Sure, the “3% of D.C.” figure paraded out by the Post smacks of fear mongering. But while the variation in infection rates between wards shouldn’t be discounted, it still stands that all wards outside Ward 3 are well above the 1% rate considered “severe” by the Center for Disease Control — especially considering that said couched infection percentage likely underestimates the actual numbers.

The report — which will be officially released tomorrow — notes that a majority of HIV-positive individuals in the District continue to have overlapping sexual partners and do not use contraception. Other incredible statistics: a 22 percent increase in HIV and AIDS cases since the end of 2006, an infection rate among black men of 7 percent, and the astonishing revelation that nearly 10 percent of D.C. residents between the ages of 40 and 49 are infected.

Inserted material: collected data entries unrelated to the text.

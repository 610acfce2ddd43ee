//! [`InputHandle`] – the producer side of the novel-task bag.
//!
//! The novel-task bag is the only piece of reasoner state with two writers:
//! the scheduler draining it and whatever thread accepts external input.  It
//! sits behind one [`parking_lot::Mutex`] that is held for a single insert or
//! a single drain step, never across a whole cycle.
//!
//! # Example
//!
//! ```rust
//! use std::sync::Arc;
//! use nars_memory::{BagConfig, StandardBudget};
//! use nars_runtime::InputHandle;
//! use nars_types::{Budget, Sentence, Task, Term, Truth};
//!
//! let handle = InputHandle::new(BagConfig::new(8, 100, 5.0), Arc::new(StandardBudget::default()), Some(1));
//! let producer = handle.clone();
//! std::thread::spawn(move || {
//!     let task = Task::new(Sentence::judgment(Term::atom("sky"), Truth::default()), Budget::default());
//!     producer.input(task);
//! })
//! .join()
//! .unwrap();
//! assert_eq!(handle.pending(), 1);
//! ```

use std::sync::Arc;

use nars_memory::{BagConfig, BudgetPolicy, NovelTaskBag};
use nars_types::Task;
use parking_lot::Mutex;
use rand::rngs::StdRng;
use rand::{RngCore, SeedableRng};
use tracing::debug;

/// Cloneable, thread-safe handle to the novel-task bag.
#[derive(Clone)]
pub struct InputHandle {
    novel: Arc<Mutex<NovelTaskBag>>,
}

impl InputHandle {
    pub fn new(config: BagConfig, policy: Arc<dyn BudgetPolicy>, seed: Option<u64>) -> Self {
        let seed = seed.unwrap_or_else(|| StdRng::from_entropy().next_u64());
        Self {
            novel: Arc::new(Mutex::new(NovelTaskBag::with_seed(config, policy, seed))),
        }
    }

    /// Queue `task` for the scheduler.  Returns a task forgotten to make
    /// room, if the bag was full.
    pub fn input(&self, task: Task) -> Option<Task> {
        let evicted = self.novel.lock().put_in(task);
        if let Some(ref dropped) = evicted {
            debug!(task = %dropped, "novel task forgotten");
        }
        evicted
    }

    /// Take one task by priority-biased draw.
    pub(crate) fn take_one(&self) -> Option<Task> {
        self.novel.lock().take_out()
    }

    /// Number of tasks waiting.
    pub fn pending(&self) -> usize {
        self.novel.lock().len()
    }

    pub fn is_empty(&self) -> bool {
        self.novel.lock().is_empty()
    }

    /// Run `f` with the bag locked.  For diagnostics.
    pub fn with_bag<R>(&self, f: impl FnOnce(&NovelTaskBag) -> R) -> R {
        f(&self.novel.lock())
    }
}

impl std::fmt::Debug for InputHandle {
    fn fmt(&self, f: &mut std::fmt::Formatter<'_>) -> std::fmt::Result {
        f.debug_struct("InputHandle")
            .field("pending", &self.pending())
            .finish()
    }
}

#[cfg(test)]
mod tests {
    use nars_memory::StandardBudget;
    use nars_types::{Budget, Sentence, Term, Truth};

    use super::*;

    fn handle(capacity: usize) -> InputHandle {
        InputHandle::new(
            BagConfig::new(capacity, 100, 5.0),
            Arc::new(StandardBudget::default()),
            Some(9),
        )
    }

    fn task(name: &str, priority: f32) -> Task {
        Task::new(
            Sentence::judgment(Term::atom(name), Truth::default()),
            Budget::new(priority, 0.5, 0.5),
        )
    }

    /// Every clone of a handle feeds the same bag.
    #[test]
    fn clones_share_one_bag() {
        let a = handle(4);
        let b = a.clone();
        a.input(task("x", 0.5));
        assert_eq!(b.pending(), 1);
        assert!(b.take_one().is_some());
        assert!(a.is_empty());
    }

    /// A full bag forgets its weakest task.
    #[test]
    fn overflow_forgets_the_weakest() {
        let h = handle(1);
        h.input(task("weak", 0.1));
        let dropped = h.input(task("strong", 0.9)).unwrap();
        assert_eq!(dropped.term(), &Term::atom("weak"));
        assert_eq!(h.pending(), 1);
    }

    /// Parallel producers never push the bag past capacity.
    #[test]
    fn concurrent_producers_never_overfill() {
        let h = handle(16);
        let threads: Vec<_> = (0..4)
            .map(|t| {
                let h = h.clone();
                std::thread::spawn(move || {
                    for i in 0..50 {
                        h.input(task(&format!("t{t}-{i}"), 0.5));
                    }
                })
            })
            .collect();
        for t in threads {
            t.join().unwrap();
        }
        assert_eq!(h.pending(), 16);
        h.with_bag(|bag| bag.assert_consistent());
    }
}
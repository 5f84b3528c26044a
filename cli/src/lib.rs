//! Kiln CLI - build, run, and rebase app images from source.

pub mod commands;
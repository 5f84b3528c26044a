//! Daemon-resident image variant.
//!
//! Reads come from the daemon's image inspect; all mutations are staged in
//! the handle. `save` rewrites an export of the original image (layer splice,
//! labels, added layers) and loads the result back under the save name, so
//! nothing is visible in the daemon until the whole staged set lands.

use std::any::Any;
use std::collections::HashMap;
use std::path::{Path, PathBuf};

use async_trait::async_trait;
use tokio::sync::OnceCell;

use kiln_core::error::{KilnError, Result};

use crate::docker::{DockerClient, ImageDetails};
use crate::image::{splice_layers, Image};
use crate::tarball;

#[derive(Debug, Clone)]
struct AddedLayer {
    tarball: PathBuf,
    diff_id: String,
}

#[derive(Debug, Clone)]
struct RebasePlan {
    old_top_layer: String,
    new_base_name: String,
}

pub struct LocalImage {
    docker: DockerClient,
    name: String,
    save_name: String,
    details: OnceCell<ImageDetails>,
    staged_labels: HashMap<String, String>,
    added_layers: Vec<AddedLayer>,
    reused_layers: Vec<String>,
    rebase_plan: Option<RebasePlan>,
}

impl LocalImage {
    pub fn new(docker: DockerClient, name: &str) -> Self {
        Self {
            docker,
            name: name.to_string(),
            save_name: name.to_string(),
            details: OnceCell::new(),
            staged_labels: HashMap::new(),
            added_layers: Vec::new(),
            reused_layers: Vec::new(),
            rebase_plan: None,
        }
    }

    async fn details(&self) -> Result<&ImageDetails> {
        self.details
            .get_or_try_init(|| self.docker.inspect(&self.name))
            .await
    }

    /// The layer sequence as it would look after save, bottom to top.
    async fn staged_diff_ids(&self) -> Result<Vec<String>> {
        let mut diff_ids = self.details().await?.diff_ids.clone();
        if let Some(plan) = &self.rebase_plan {
            let base = self.docker.inspect(&plan.new_base_name).await?;
            diff_ids = splice_layers(&self.name, &diff_ids, &plan.old_top_layer, &base.diff_ids)?;
        }
        diff_ids.extend(self.reused_layers.iter().cloned());
        diff_ids.extend(self.added_layers.iter().map(|l| l.diff_id.clone()));
        Ok(diff_ids)
    }

    /// RepoTags entries must be tagged references.
    fn save_tag(&self) -> String {
        let last_segment = self.save_name.rsplit('/').next().unwrap_or(&self.save_name);
        if last_segment.contains(':') {
            self.save_name.clone()
        } else {
            format!("{}:latest", self.save_name)
        }
    }
}

#[async_trait]
impl Image for LocalImage {
    fn name(&self) -> &str {
        &self.name
    }

    fn rename(&mut self, name: &str) {
        self.save_name = name.to_string();
    }

    async fn label(&self, key: &str) -> Result<String> {
        if let Some(value) = self.staged_labels.get(key) {
            return Ok(value.clone());
        }
        let details = self.details().await?;
        Ok(details.labels.get(key).cloned().unwrap_or_default())
    }

    fn set_label(&mut self, key: &str, value: &str) -> Result<()> {
        self.staged_labels.insert(key.to_string(), value.to_string());
        Ok(())
    }

    async fn add_layer(&mut self, tarball: &Path) -> Result<()> {
        let diff_id = crate::tarball::diff_id_of(tarball)?;
        self.added_layers.push(AddedLayer {
            tarball: tarball.to_path_buf(),
            diff_id,
        });
        Ok(())
    }

    async fn reuse_layer(&mut self, layer_id: &str) -> Result<()> {
        let details = self.details().await?;
        if !details.diff_ids.iter().any(|d| d == layer_id) {
            return Err(KilnError::Docker(format!(
                "image '{}' has no layer '{layer_id}' to reuse",
                self.name
            )));
        }
        self.reused_layers.push(layer_id.to_string());
        Ok(())
    }

    async fn top_layer(&self) -> Result<String> {
        self.staged_diff_ids()
            .await?
            .last()
            .cloned()
            .ok_or_else(|| KilnError::Docker(format!("image '{}' has no layers", self.name)))
    }

    async fn digest(&self) -> Result<String> {
        let details = self.details().await?;
        match details.repo_digests.first() {
            Some(repo_digest) => Ok(repo_digest
                .rsplit('@')
                .next()
                .unwrap_or(repo_digest)
                .to_string()),
            None => Ok(details.id.clone()),
        }
    }

    async fn rebase(&mut self, old_top_layer: &str, new_base: &dyn Image) -> Result<()> {
        let new_base = new_base
            .as_any()
            .downcast_ref::<LocalImage>()
            .ok_or_else(|| {
                KilnError::Docker("rebase base image must also be daemon-resident".to_string())
            })?;

        // fail early when the recorded top layer is not in this image
        let details = self.details().await?;
        splice_layers(&self.name, &details.diff_ids, old_top_layer, &[])?;

        self.rebase_plan = Some(RebasePlan {
            old_top_layer: old_top_layer.to_string(),
            new_base_name: new_base.name().to_string(),
        });
        Ok(())
    }

    async fn save(&mut self) -> Result<String> {
        let scratch = tempfile::tempdir()?;

        let export_path = scratch.path().join("image.tar");
        self.docker.export_image(&self.name, &export_path).await?;
        let exported = tarball::ExportedImage::unpack(&export_path, &scratch.path().join("image"))?;

        let mut config = exported.config.clone();
        let mut diff_ids = exported.diff_ids()?;
        let mut layer_paths = exported.layer_paths.clone();

        if let Some(plan) = &self.rebase_plan {
            let base_export = scratch.path().join("base.tar");
            self.docker
                .export_image(&plan.new_base_name, &base_export)
                .await?;
            let base =
                tarball::ExportedImage::unpack(&base_export, &scratch.path().join("base"))?;
            let base_diff_ids = base.diff_ids()?;

            let cut = diff_ids
                .iter()
                .position(|d| d == &plan.old_top_layer)
                .ok_or_else(|| KilnError::CorruptMetadata {
                    image: self.name.clone(),
                    message: format!(
                        "recorded base top layer '{}' not present in image",
                        plan.old_top_layer
                    ),
                })?;

            let mut spliced_paths = base.layer_paths.clone();
            spliced_paths.extend_from_slice(&layer_paths[cut + 1..]);
            layer_paths = spliced_paths;
            diff_ids = splice_layers(&self.name, &diff_ids, &plan.old_top_layer, &base_diff_ids)?;
        }

        for reused in &self.reused_layers {
            let idx = exported
                .diff_ids()?
                .iter()
                .position(|d| d == reused)
                .ok_or_else(|| {
                    KilnError::Docker(format!(
                        "image '{}' has no layer '{reused}' to reuse",
                        self.name
                    ))
                })?;
            layer_paths.push(exported.layer_paths[idx].clone());
            diff_ids.push(reused.clone());
        }

        for (i, added) in self.added_layers.iter().enumerate() {
            let raw = scratch.path().join(format!("added-{i}.tar"));
            tarball::gunzip(&added.tarball, &raw)?;
            layer_paths.push(raw);
            diff_ids.push(added.diff_id.clone());
        }

        config["rootfs"]["diff_ids"] = serde_json::json!(diff_ids);
        if !self.staged_labels.is_empty() {
            let labels = &mut config["config"]["Labels"];
            if labels.is_null() {
                *labels = serde_json::json!({});
            }
            for (key, value) in &self.staged_labels {
                labels[key] = serde_json::json!(value);
            }
        }
        // history entries no longer line up with the spliced layer sequence
        if let Some(obj) = config.as_object_mut() {
            obj.remove("history");
        }

        let out = scratch.path().join("out.tar");
        tarball::assemble(&config, &layer_paths, &self.save_tag(), &out)?;
        self.docker.load_image(&out).await?;

        self.staged_labels.clear();
        self.added_layers.clear();
        self.reused_layers.clear();
        self.rebase_plan = None;
        self.details = OnceCell::new();

        let saved = self.docker.inspect(&self.save_name).await?;
        match saved.repo_digests.first() {
            Some(repo_digest) => Ok(repo_digest
                .rsplit('@')
                .next()
                .unwrap_or(repo_digest)
                .to_string()),
            None => Ok(saved.id),
        }
    }

    fn as_any(&self) -> &dyn Any {
        self
    }
}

Regardless of the obvious disparities that exist between, say, Wards 3 and 8, the real question is this: with such incredible numbers floating around out there, is the District’s government focusing on the issue with gusto? Well, here’s Mayor Fenty’s take:

“In order to solve an issue as complex as HIV and AIDS, you have to step up,” he said. “It’s the mayor and certainly other elected officials. But it’s also the community. You have this problem affecting us, and you tell people how serious it is and it literally goes in one ear and out the other.”

But it’s one thing to lay equal blame on the community, but that only works if the government is actually holding up its end of the bargain. To wit:

David Catania (I-At Large), chairman of the D.C. Council’s health committee, said that although the District’s testing and monitoring have improved in the past two years, the AIDS office is still playing catch-up….”Frankly, there can be no excuse for the state of the HIV/AIDS Administration that I found in 2005,” Catania said. “I cannot speak to why it was not a priority previously. For years prior to 2005, mayors and previous individuals allowed things to exist in an unacceptable way. And I do blame this government for part of the epidemic we’re confronting.”

Until recently, the District’s AIDS office lacked a fully staffed surveillance unit to collect, analyze and distribute data. Inevitably, the office lost credibility, and although it has received millions in federal and local funds — $95 million this year — some care providers questioned whether resources were being properly allocated.

Certainly, it’s sobering to think about why it took the District until 2005 to start to really vamp up HIV/AIDS preventative services — and considering that timeline, origins for these massive figures start to become clearer. But if there is a bright side to this story, it is that D.C. has been steadily improving in the four years since. DC Appleseed, a pro bono advocacy group who has been focusing heavily on monitoring the city’s HIV/AIDS prevention work in the last few years, actually doled out moderately favorable marks to Washington in their most recent report card (PDF). Of course, efforts to fight the disease were bolstered by the Congressional lifting of the ability to use tax dollars for needle-exchange programs in 2007.

But even as such strides are taken, the battle cry has barely changed: in order to fight these incredible figures, there must be a steady maintenance of “determination and commitment from the District’s public officials.” Anything less would be doubly as frustrating.